### What is being asked
Taking the line with "default configuration to" as the first and the line with "fail the load." as the last, set down exactly every line in that range from the entries below, and no more.

### Dataset excerpts
****************************************
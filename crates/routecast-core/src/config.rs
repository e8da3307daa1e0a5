use anyhow::{Context, Result};
use serde::{Deserialize, Serialize};
use std::path::{Path, PathBuf};
use url::Url;

use crate::error::ConfigError;

/// Environment variable consulted when no API key is configured on disk.
pub const API_KEY_ENV: &str = "ACCUWEATHER_API_KEY";

/// Configuration validation errors
#[derive(Debug, Clone)]
pub struct ConfigValidationError {
    pub field: String,
    pub message: String,
}

impl std::fmt::Display for ConfigValidationError {
    fn fmt(&self, f: &mut std::fmt::Formatter<'_>) -> std::fmt::Result {
        write!(f, "{}: {}", self.field, self.message)
    }
}

/// Result of config validation
#[derive(Debug, Clone, Default)]
pub struct ValidationResult {
    pub errors: Vec<ConfigValidationError>,
    pub warnings: Vec<ConfigValidationError>,
}

impl ValidationResult {
    /// Returns true if there are no errors (warnings are OK)
    pub fn is_valid(&self) -> bool {
        self.errors.is_empty()
    }

    pub fn add_error(&mut self, field: impl Into<String>, message: impl Into<String>) {
        self.errors.push(ConfigValidationError {
            field: field.into(),
            message: message.into(),
        });
    }

    pub fn add_warning(&mut self, field: impl Into<String>, message: impl Into<String>) {
        self.warnings.push(ConfigValidationError {
            field: field.into(),
            message: message.into(),
        });
    }

    /// Get a single-line summary of all errors
    pub fn error_summary(&self) -> String {
        self.errors
            .iter()
            .map(|e| e.to_string())
            .collect::<Vec<_>>()
            .join("; ")
    }
}

#[derive(Debug, Clone, Default, Serialize, Deserialize)]
pub struct Config {
    /// Upstream weather provider
    #[serde(default)]
    pub provider: ProviderConfig,

    /// Forecast cache settings
    #[serde(default)]
    pub cache: CacheConfig,

    /// Route request defaults
    #[serde(default)]
    pub route: RouteConfig,

    /// Bad-weather thresholds
    #[serde(default)]
    pub classifier: ClassifierConfig,
}

/// Connection settings for the AccuWeather-compatible provider.
#[derive(Clone, Serialize, Deserialize)]
pub struct ProviderConfig {
    /// Base URL shared by the geocoding and forecast endpoints
    #[serde(default = "default_base_url")]
    pub base_url: String,

    /// API key. When absent, `ACCUWEATHER_API_KEY` is read at startup.
    #[serde(default, skip_serializing_if = "Option::is_none")]
    pub api_key: Option<String>,

    /// Per-request timeout
    #[serde(default = "default_timeout_secs")]
    pub timeout_secs: u64,

    /// Request metric units (°C, km/h) instead of imperial
    #[serde(default = "default_metric")]
    pub metric: bool,
}

fn default_base_url() -> String {
    "http://dataservice.accuweather.com".to_string()
}

fn default_timeout_secs() -> u64 {
    10
}

fn default_metric() -> bool {
    true
}

impl ProviderConfig {
    /// Configured key, falling back to the environment.
    pub fn effective_api_key(&self) -> Option<String> {
        self.api_key
            .clone()
            .filter(|k| !k.trim().is_empty())
            .or_else(|| std::env::var(API_KEY_ENV).ok())
            .filter(|k| !k.trim().is_empty())
    }
}

impl Default for ProviderConfig {
    fn default() -> Self {
        Self {
            base_url: default_base_url(),
            api_key: None,
            timeout_secs: default_timeout_secs(),
            metric: default_metric(),
        }
    }
}

// Keep the key out of logs.
impl std::fmt::Debug for ProviderConfig {
    fn fmt(&self, f: &mut std::fmt::Formatter<'_>) -> std::fmt::Result {
        f.debug_struct("ProviderConfig")
            .field("base_url", &self.base_url)
            .field("api_key", &self.api_key.as_ref().map(|_| "<redacted>"))
            .field("timeout_secs", &self.timeout_secs)
            .field("metric", &self.metric)
            .finish()
    }
}

#[derive(Debug, Clone, Serialize, Deserialize)]
pub struct CacheConfig {
    /// Seconds a cached forecast stays fresh
    #[serde(default = "default_ttl_secs")]
    pub ttl_secs: u64,
}

fn default_ttl_secs() -> u64 {
    3600
}

impl Default for CacheConfig {
    fn default() -> Self {
        Self {
            ttl_secs: default_ttl_secs(),
        }
    }
}

#[derive(Debug, Clone, Serialize, Deserialize)]
pub struct RouteConfig {
    /// Horizon used when the caller does not ask for one
    #[serde(default = "default_horizon_days")]
    pub default_horizon_days: u32,

    /// Largest horizon accepted from callers
    #[serde(default = "default_max_horizon_days")]
    pub max_horizon_days: u32,

    /// Resolve and fetch waypoints in parallel
    #[serde(default)]
    pub concurrent: bool,
}

fn default_horizon_days() -> u32 {
    5
}

fn default_max_horizon_days() -> u32 {
    15
}

impl Default for RouteConfig {
    fn default() -> Self {
        Self {
            default_horizon_days: default_horizon_days(),
            max_horizon_days: default_max_horizon_days(),
            concurrent: false,
        }
    }
}

impl RouteConfig {
    /// Check a caller-supplied horizon against the configured bounds.
    pub fn check_horizon(&self, days: u32) -> Result<u32, ConfigError> {
        if days == 0 || days > self.max_horizon_days {
            return Err(ConfigError::Invalid(format!(
                "horizon must be between 1 and {} days, got {}",
                self.max_horizon_days, days
            )));
        }
        Ok(days)
    }
}

/// Thresholds for the bad-weather rules. Values strictly beyond a bound raise a flag.
#[derive(Debug, Clone, Serialize, Deserialize)]
pub struct ClassifierConfig {
    #[serde(default = "default_min_temp")]
    pub min_temp: f64,
    #[serde(default = "default_max_temp")]
    pub max_temp: f64,
    #[serde(default = "default_max_wind_speed")]
    pub max_wind_speed: f64,
    #[serde(default = "default_max_precipitation_probability")]
    pub max_precipitation_probability: f64,
}

fn default_min_temp() -> f64 {
    -15.0
}

fn default_max_temp() -> f64 {
    35.0
}

fn default_max_wind_speed() -> f64 {
    50.0
}

fn default_max_precipitation_probability() -> f64 {
    60.0
}

impl Default for ClassifierConfig {
    fn default() -> Self {
        Self {
            min_temp: default_min_temp(),
            max_temp: default_max_temp(),
            max_wind_speed: default_max_wind_speed(),
            max_precipitation_probability: default_max_precipitation_probability(),
        }
    }
}

impl Config {
    /// Load configuration from the default location, creating it if missing
    pub fn load() -> Result<Self> {
        let config_path = Self::config_path()?;
        Self::load_from(&config_path)
    }

    /// Load configuration from `path`, writing defaults there if it doesn't exist
    pub fn load_from(path: &Path) -> Result<Self> {
        if !path.exists() {
            let config = Self::default();
            config.save_to(path)?;
            tracing::info!("Wrote default configuration to {}", path.display());
            return Ok(config);
        }

        let contents = std::fs::read_to_string(path).context("Failed to read config file")?;

        let config: Config = toml::from_str(&contents)
            .map_err(|e| ConfigError::ParseError(e.to_string()))
            .context("Failed to parse config file")?;

        Ok(config)
    }

    /// Load configuration and validate it
    ///
    /// Warnings are logged; errors fail the load.
    pub fn load_validated(path: Option<&Path>) -> Result<(Self, ValidationResult)> {
        let config = match path {
            Some(p) => Self::load_from(p)?,
            None => Self::load()?,
        };
        let validation = config.validate();

        if !validation.is_valid() {
            return Err(ConfigError::Invalid(validation.error_summary()).into());
        }

        for warning in &validation.warnings {
            tracing::warn!("Config warning: {}", warning);
        }

        Ok((config, validation))
    }

    /// Validate the configuration
    pub fn validate(&self) -> ValidationResult {
        let mut result = ValidationResult::default();

        self.validate_url(&self.provider.base_url, "provider.base_url", &mut result);

        if self.provider.timeout_secs == 0 {
            result.add_error("provider.timeout_secs", "Timeout must be greater than 0");
        } else if self.provider.timeout_secs > 60 {
            result.add_warning(
                "provider.timeout_secs",
                "Timeout is unusually long (>60s); stalled requests will hold the route",
            );
        }

        if self.provider.effective_api_key().is_none() {
            result.add_warning(
                "provider.api_key",
                format!("No API key configured and {} is not set", API_KEY_ENV),
            );
        }

        if self.cache.ttl_secs == 0 {
            result.add_warning("cache.ttl_secs", "Forecast caching disabled (0 seconds)");
        }

        if self.route.max_horizon_days == 0 {
            result.add_error("route.max_horizon_days", "Maximum horizon must be at least 1 day");
        }
        if self.route.default_horizon_days == 0 {
            result.add_error("route.default_horizon_days", "Default horizon must be at least 1 day");
        } else if self.route.default_horizon_days > self.route.max_horizon_days {
            result.add_error(
                "route.default_horizon_days",
                "Default horizon exceeds route.max_horizon_days",
            );
        }

        if self.classifier.min_temp >= self.classifier.max_temp {
            result.add_error(
                "classifier.min_temp",
                "Minimum temperature must be below the maximum",
            );
        }
        if !(0.0..=100.0).contains(&self.classifier.max_precipitation_probability) {
            result.add_error(
                "classifier.max_precipitation_probability",
                "Precipitation probability is a percentage (0-100)",
            );
        }

        result
    }

    fn validate_url(&self, url_str: &str, field_name: &str, result: &mut ValidationResult) {
        match Url::parse(url_str) {
            Ok(url) => {
                if url.scheme() != "http" && url.scheme() != "https" {
                    result.add_error(
                        field_name,
                        format!("URL must use http or https scheme, got: {}", url.scheme()),
                    );
                }

                if url.host().is_none() {
                    result.add_error(field_name, "URL must have a host");
                }
            }
            Err(e) => {
                result.add_error(field_name, format!("Invalid URL: {}", e));
            }
        }
    }

    /// Save configuration to `path`
    pub fn save_to(&self, path: &Path) -> Result<()> {
        if let Some(parent) = path.parent() {
            std::fs::create_dir_all(parent).context("Failed to create config directory")?;
        }

        let contents = toml::to_string_pretty(self).context("Failed to serialize config")?;

        std::fs::write(path, contents).context("Failed to write config file")?;

        Ok(())
    }

    /// Get the path to the configuration file
    pub fn config_path() -> Result<PathBuf> {
        let config_dir = dirs::config_dir()
            .context("Failed to get config directory")?
            .join("routecast");

        Ok(config_dir.join("config.toml"))
    }
}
****************************************
### Worked solution
            tracing::info!("Wrote default configuration to {}", path.display());
            return Ok(config);
        }

        let contents = std::fs::read_to_string(path).context("Failed to read config file")?;

        let config: Config = toml::from_str(&contents)
            .map_err(|e| ConfigError::ParseError(e.to_string()))
            .context("Failed to parse config file")?;

        Ok(config)
    }

    /// Load configuration and validate it
    ///
    /// Warnings are logged; errors fail the load.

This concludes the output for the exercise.